O dólar emendou o terceiro pregão seguido de queda na sessão desta quarta-feira, 16, marcada por recuperação dos preços das commodities e enfraquecimento global da moeda americana. Operadores voltaram a relatar forte apetite de estrangeiros por ativos domésticos (bolsa e renda fixa) e fechamento de câmbio por parte de exportadores.

Em baixa desde a abertura dos negócios, o dólar à vista tocou mínimas na última hora do pregão em sintonia com o ambiente externo, em meio à divulgação da ata do mais recente encontro de política monetária do Federal Reserve. O documento não trouxe novidades e, dado que já saíram indicadores de inflação relevantes da economia americana desde a reunião do BC americano, em 26 de janeiro, é visto como já envelhecido.

A divisa, que havia fechado ontem abaixo de R$ 5,20 pela primeira vez desde seis de setembro, rompeu o piso de R$ 5,15 ainda pela manhã e passou a maior parte da tarde orbitando R$ 5,14. Na reta final da sessão, escorregou até o patamar de R$ 5,12 e acabou encerrando em queda de 1,02%, a R$ 5,1279 – mínima do dia e menor valor de fechamento desde 29 de julho de 2021.

Lá fora, o índice DXY – que mede o desempenho do dólar frente a seis divisas fortes – também registrou mínima após a ata do Fed, passando a ser negociado abaixo da linha de 95,800 pontos. A moeda americana apanhou frente a divisas emergentes e de exportadores de commodities. Até o rublo experimentou leve fortalecimento, a despeito de ainda haver certo receio em torno de uma eventual invasão russa à Ucrânia.
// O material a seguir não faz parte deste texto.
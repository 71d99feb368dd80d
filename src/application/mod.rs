// ============================================================================
// Application Layer - use cases
// ============================================================================
//
// Commands (create order, create courier, add storage place, assign order,
// move couriers) each run inside their own UnitOfWork. Queries read committed
// state and return flat views. Event handlers react to domain events after
// commit.
//
// Every use case returns DeliveryError.
//
// ============================================================================

pub mod commands;
pub mod queries;
pub mod event_handlers;

pub use commands::*;
pub use queries::*;
pub use event_handlers::OrderStatusChangedHandler;
use actix::prelude::*;
use std::sync::Arc;
use tracing_subscriber::{fmt, prelude::*, EnvFilter};
use uuid::Uuid;

use delivery::actors::{JobScheduler, Shutdown};
use delivery::adapters::{RandomGeoClient, TracingOrderProducer};
use delivery::api::{self, ApiState};
use delivery::application::{
    AddStoragePlaceCommand, AddStoragePlaceHandler, AssignOrderHandler, CreateCourierCommand,
    CreateCourierHandler, CreateOrderCommand, CreateOrderHandler, GetAllCouriersHandler,
    GetUncompletedOrdersHandler, MoveCouriersHandler, OrderStatusChangedHandler,
};
use delivery::config::Config;
use delivery::ddd::Mediator;
use delivery::domain::order::OrderStatusChanged;
use delivery::metrics::{self, Metrics};
use delivery::persistence::{InMemoryStorage, UnitOfWorkFactory};

const COURIER_NAMES: [&str; 5] = ["Pedestrian", "Bicycle", "Scooter", "Car", "Van"];
const STREETS: [&str; 5] = ["Tverskaya", "Arbat", "Nevsky", "Lenina", "Sadovaya"];

#[actix::main]
async fn main() -> anyhow::Result<()> {
    // Default to INFO level, can be overridden with RUST_LOG env var
    tracing_subscriber::registry()
        .with(fmt::layer().with_target(true).with_thread_ids(true))
        .with(
            EnvFilter::try_from_default_env()
                .unwrap_or_else(|_| EnvFilter::new("info,delivery=debug"))
        )
        .init();

    tracing::info!("🚀 Starting delivery service");

    let config = Config::from_env()?;
    tracing::info!(config = %serde_json::to_string(&config)?, "Configuration loaded");

    // === 1. Metrics ===
    let metrics = Arc::new(Metrics::new()?);
    let metrics_registry = Arc::new(metrics.registry().clone());
    let metrics_port = config.metrics_port;
    std::thread::spawn(move || {
        let system = actix_web::rt::System::new();
        if let Err(e) = system.block_on(metrics::start_metrics_server(metrics_registry, metrics_port)) {
            tracing::error!("Metrics server error: {}", e);
        }
    });

    // === 2. Event delivery ===
    let mediator = Arc::new(Mediator::new());
    let producer = Arc::new(TracingOrderProducer::new(config.order_changed_topic.clone())?);
    mediator
        .subscribe(
            Arc::new(OrderStatusChangedHandler::new(producer)),
            &[OrderStatusChanged::NAME],
        )
        .await;

    // === 3. Storage + unit of work ===
    let storage = Arc::new(InMemoryStorage::new());
    let uow_factory = UnitOfWorkFactory::new(storage, mediator, metrics.clone());

    // === 4. Seed data ===
    seed(&uow_factory, &config).await?;

    // === 5. HTTP API ===
    let api_state = ApiState::new(uow_factory.clone(), Arc::new(RandomGeoClient));
    let http_port = config.http_port;
    std::thread::spawn(move || {
        let system = actix_web::rt::System::new();
        if let Err(e) = system.block_on(api::start_api_server(api_state, http_port)) {
            tracing::error!("API server error: {}", e);
        }
    });

    // === 6. Scheduler ===
    let scheduler = JobScheduler::new(
        Arc::new(AssignOrderHandler::new(uow_factory.clone())),
        Arc::new(MoveCouriersHandler::new(uow_factory.clone())),
        config.assign_interval(),
        config.move_interval(),
    )
    .start();

    tracing::info!("⏳ Running, press Ctrl+C to stop");
    tokio::signal::ctrl_c().await?;

    scheduler.send(Shutdown).await?;

    let remaining = GetUncompletedOrdersHandler::new(uow_factory.clone()).handle().await?;
    tracing::info!(uncompleted_orders = remaining.len(), "🎉 Shutdown complete");

    Ok(())
}

async fn seed(uow_factory: &UnitOfWorkFactory, config: &Config) -> anyhow::Result<()> {
    let create_courier = CreateCourierHandler::new(uow_factory.clone());
    let add_storage_place = AddStoragePlaceHandler::new(uow_factory.clone());
    for (i, name) in COURIER_NAMES.iter().cycle().take(config.seed_couriers).enumerate() {
        let speed = i32::try_from(i % 3 + 1)?;
        let courier_id = create_courier.handle(CreateCourierCommand::new(*name, speed)?).await?;
        add_storage_place
            .handle(AddStoragePlaceCommand::new(courier_id, "bag", 10)?)
            .await?;
    }

    let create_order = CreateOrderHandler::new(uow_factory.clone(), Arc::new(RandomGeoClient));
    for (i, street) in STREETS.iter().cycle().take(config.seed_orders).enumerate() {
        let volume = i32::try_from(i % 5 + 1)?;
        create_order
            .handle(CreateOrderCommand::new(Uuid::new_v4(), *street, volume)?)
            .await?;
    }

    for courier in GetAllCouriersHandler::new(uow_factory.clone()).handle().await? {
        tracing::info!(courier_id = %courier.id, name = %courier.name, x = courier.x, y = courier.y, "Courier ready");
    }

    Ok(())
}
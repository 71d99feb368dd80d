use uuid::Uuid;

use crate::domain::courier::{Courier, CourierError};
use crate::domain::order::{Order, OrderError, OrderStatus};

// ============================================================================
// Dispatch Service
// ============================================================================
//
// Matches one Created order to the courier that can reach it soonest among
// those with a free slot large enough for it.
//
// Ranking key is Courier::calculate_time_to_location. The first courier with
// the smallest time wins; there is no secondary tie-break.
//
// On success both aggregates are mutated in memory (order assigned, slot
// filled). Nothing is undone if the second step fails; persistence happens
// only when the caller commits its unit of work.
//
// ============================================================================

#[derive(Debug, Clone, PartialEq, thiserror::Error)]
pub enum DispatchError {
    #[error("Order {order_id} cannot be dispatched in status {status}")]
    InvalidOrder { order_id: Uuid, status: OrderStatus },

    #[error("No couriers supplied for dispatch")]
    NoCouriers,

    #[error("No courier can take order {order_id}")]
    NoSuitableCourier { order_id: Uuid },

    #[error(transparent)]
    Order(#[from] OrderError),

    #[error(transparent)]
    Courier(#[from] CourierError),
}

#[derive(Debug, Default, Clone, Copy)]
pub struct DispatchService;

impl DispatchService {
    pub fn new() -> Self {
        Self
    }

    /// Assign `order` to the best courier in `couriers` and return that courier.
    pub fn dispatch<'a>(
        &self,
        order: &mut Order,
        couriers: &'a mut [Courier],
    ) -> Result<&'a mut Courier, DispatchError> {
        if order.status() != OrderStatus::Created {
            return Err(DispatchError::InvalidOrder {
                order_id: order.id(),
                status: order.status(),
            });
        }
        if couriers.is_empty() {
            return Err(DispatchError::NoCouriers);
        }

        let mut best: Option<(usize, f64)> = None;
        for (index, courier) in couriers.iter().enumerate() {
            if !courier.can_take_order(order) {
                continue;
            }

            let time = courier.calculate_time_to_location(order.location());
            match best {
                Some((_, best_time)) if time >= best_time => {}
                _ => best = Some((index, time)),
            }
        }

        let (index, time) = best.ok_or(DispatchError::NoSuitableCourier {
            order_id: order.id(),
        })?;

        let winner = &mut couriers[index];
        order.assign(winner.id())?;
        winner.take_order(order)?;

        tracing::debug!(
            order_id = %order.id(),
            courier_id = %winner.id(),
            time_to_location = time,
            "Order dispatched to courier"
        );

        Ok(winner)
    }
}

// ============================================================================
// Unit Tests
// ============================================================================

#[cfg(test)]
mod tests {
    use super::*;
    use crate::domain::kernel::Location;

    fn location(x: i32, y: i32) -> Location {
        Location::new(x, y).unwrap()
    }

    fn courier(name: &str, x: i32, y: i32, slot_volume: i32) -> Courier {
        let mut courier = Courier::new(name, 1, location(x, y)).unwrap();
        courier.add_storage_place("bag", slot_volume).unwrap();
        courier
    }

    fn order_at(x: i32, y: i32, volume: i32) -> Order {
        Order::new(Uuid::new_v4(), location(x, y), volume).unwrap()
    }

    #[test]
    fn test_dispatch_picks_fastest_courier() {
        let mut order = order_at(5, 5, 1);
        // times 2.0, 1.0, 3.0 at speed 1
        let mut couriers = vec![
            courier("two", 3, 5, 10),
            courier("one", 5, 4, 10),
            courier("three", 8, 5, 10),
        ];
        let expected = couriers[1].id();

        let winner = DispatchService::new().dispatch(&mut order, &mut couriers).unwrap();

        assert_eq!(winner.id(), expected);
        assert_eq!(order.status(), OrderStatus::Assigned);
        assert_eq!(order.courier_id(), Some(expected));
        assert_eq!(couriers[1].storage_places()[0].order_id(), Some(order.id()));
        assert!(!couriers[0].storage_places()[0].is_occupied());
    }

    #[test]
    fn test_dispatch_equal_times_first_wins() {
        let mut order = order_at(5, 5, 1);
        let mut couriers = vec![
            courier("left", 4, 5, 10),
            courier("right", 6, 5, 10),
            courier("above", 5, 6, 10),
        ];
        let expected = couriers[0].id();

        let winner = DispatchService::new().dispatch(&mut order, &mut couriers).unwrap();

        assert_eq!(winner.id(), expected);
    }

    #[test]
    fn test_dispatch_courier_on_target_is_eligible() {
        let mut order = order_at(5, 5, 1);
        let mut couriers = vec![courier("far", 1, 1, 10), courier("here", 5, 5, 10)];
        let expected = couriers[1].id();

        let winner = DispatchService::new().dispatch(&mut order, &mut couriers).unwrap();

        assert_eq!(winner.id(), expected);
    }

    #[test]
    fn test_dispatch_single_courier_at_target() {
        let mut order = order_at(5, 5, 1);
        let mut couriers = vec![courier("here", 5, 5, 10)];

        let winner = DispatchService::new().dispatch(&mut order, &mut couriers).unwrap();

        assert_eq!(winner.calculate_time_to_location(order.location()), 0.0);
        assert_eq!(order.status(), OrderStatus::Assigned);
    }

    #[test]
    fn test_dispatch_skips_couriers_without_room() {
        let mut order = order_at(5, 5, 6);
        let mut couriers = vec![courier("close_but_small", 5, 5, 2), courier("far", 1, 1, 10)];
        let expected = couriers[1].id();

        let winner = DispatchService::new().dispatch(&mut order, &mut couriers).unwrap();

        assert_eq!(winner.id(), expected);
    }

    #[test]
    fn test_dispatch_rejects_order_not_created() {
        let mut order = order_at(5, 5, 1);
        order.assign(Uuid::new_v4()).unwrap();
        let mut couriers = vec![courier("a", 1, 1, 10)];

        let err = DispatchService::new().dispatch(&mut order, &mut couriers).unwrap_err();

        assert_eq!(
            err,
            DispatchError::InvalidOrder { order_id: order.id(), status: OrderStatus::Assigned }
        );
        assert!(!couriers[0].storage_places()[0].is_occupied());
    }

    #[test]
    fn test_dispatch_rejects_empty_courier_list() {
        let mut order = order_at(5, 5, 1);

        let err = DispatchService::new().dispatch(&mut order, &mut []).unwrap_err();

        assert_eq!(err, DispatchError::NoCouriers);
        assert_eq!(order.status(), OrderStatus::Created);
    }

    #[test]
    fn test_dispatch_fails_when_nobody_fits() {
        let mut order = order_at(5, 5, 20);
        let mut couriers = vec![courier("a", 1, 1, 10), courier("b", 2, 2, 5)];

        let err = DispatchService::new().dispatch(&mut order, &mut couriers).unwrap_err();

        assert_eq!(err, DispatchError::NoSuitableCourier { order_id: order.id() });
        assert_eq!(order.status(), OrderStatus::Created);
        assert_eq!(order.courier_id(), None);
    }
}
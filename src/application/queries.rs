use serde::Serialize;
use uuid::Uuid;

use crate::domain::order::OrderStatus;
use crate::errors::DeliveryError;
use crate::persistence::UnitOfWorkFactory;
use crate::ports::CourierRepository;

// ============================================================================
// Queries - read-only views over committed state
// ============================================================================

#[derive(Debug, Clone, PartialEq, Eq, Serialize)]
pub struct CourierView {
    pub id: Uuid,
    pub name: String,
    pub x: i32,
    pub y: i32,
}

#[derive(Debug, Clone, PartialEq, Eq, Serialize)]
pub struct OrderView {
    pub id: Uuid,
    pub x: i32,
    pub y: i32,
}

pub struct GetAllCouriersHandler {
    uow_factory: UnitOfWorkFactory,
}

impl GetAllCouriersHandler {
    pub fn new(uow_factory: UnitOfWorkFactory) -> Self {
        Self { uow_factory }
    }

    pub async fn handle(&self) -> Result<Vec<CourierView>, DeliveryError> {
        let mut uow = self.uow_factory.create();
        let couriers = uow.couriers().get_all().await?;

        Ok(couriers
            .iter()
            .map(|courier| CourierView {
                id: courier.id(),
                name: courier.name().to_string(),
                x: courier.location().x(),
                y: courier.location().y(),
            })
            .collect())
    }
}

/// Orders still in Created or Assigned.
pub struct GetUncompletedOrdersHandler {
    uow_factory: UnitOfWorkFactory,
}

impl GetUncompletedOrdersHandler {
    pub fn new(uow_factory: UnitOfWorkFactory) -> Self {
        Self { uow_factory }
    }

    pub async fn handle(&self) -> Result<Vec<OrderView>, DeliveryError> {
        let mut uow = self.uow_factory.create();
        let orders = uow
            .orders()
            .get_all_in_statuses(&[OrderStatus::Created, OrderStatus::Assigned])
            .await?;

        Ok(orders
            .iter()
            .map(|order| OrderView {
                id: order.id(),
                x: order.location().x(),
                y: order.location().y(),
            })
            .collect())
    }
}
Em sua ata, o BC americano confirmou que deve dar início a um ciclo de alta de juro em breve (a primeira alta é esperada para março) e que será apropriado, em seguida, começar a redução seu balanço patrimonial – ou seja, retirar dinheiro do sistema. A ata traz a informação, contudo, de que ainda não há nenhuma decisão sobre o tema, algo que deve ocorrer nas próximas reuniões. E que, quando ocorrer, a redução do balanço será em ritmo mais acelerado que na ocasião anterior, entre 2017 e 2019.

Para o gestor de juros e moedas da RPS Capital, Joaquim Sampaio, a ata não trouxe trechos que pudessem sugerir uma postura do Fed que ainda não estivesse refletida nos preços dos ativos, como uma eventual menção a uma alta inicial mais forte dos juros já em março. Daí a reação mais amena do mercado. Sampaio vê a alta de juros nos EUA como um dos propulsores da rotação global de portfólio, que leva investidores a migrar para ativos emergentes, movimento de que o real tem se beneficiado, tanto por estar em níveis depreciados como pelo fato de o Brasil exibir taxa de juros de dois dígitos – e ainda em ascensão. O Citi, por exemplo elevou hoje sua projeção de taxa Selic no fim deste ano de 12,25% para 12,75%.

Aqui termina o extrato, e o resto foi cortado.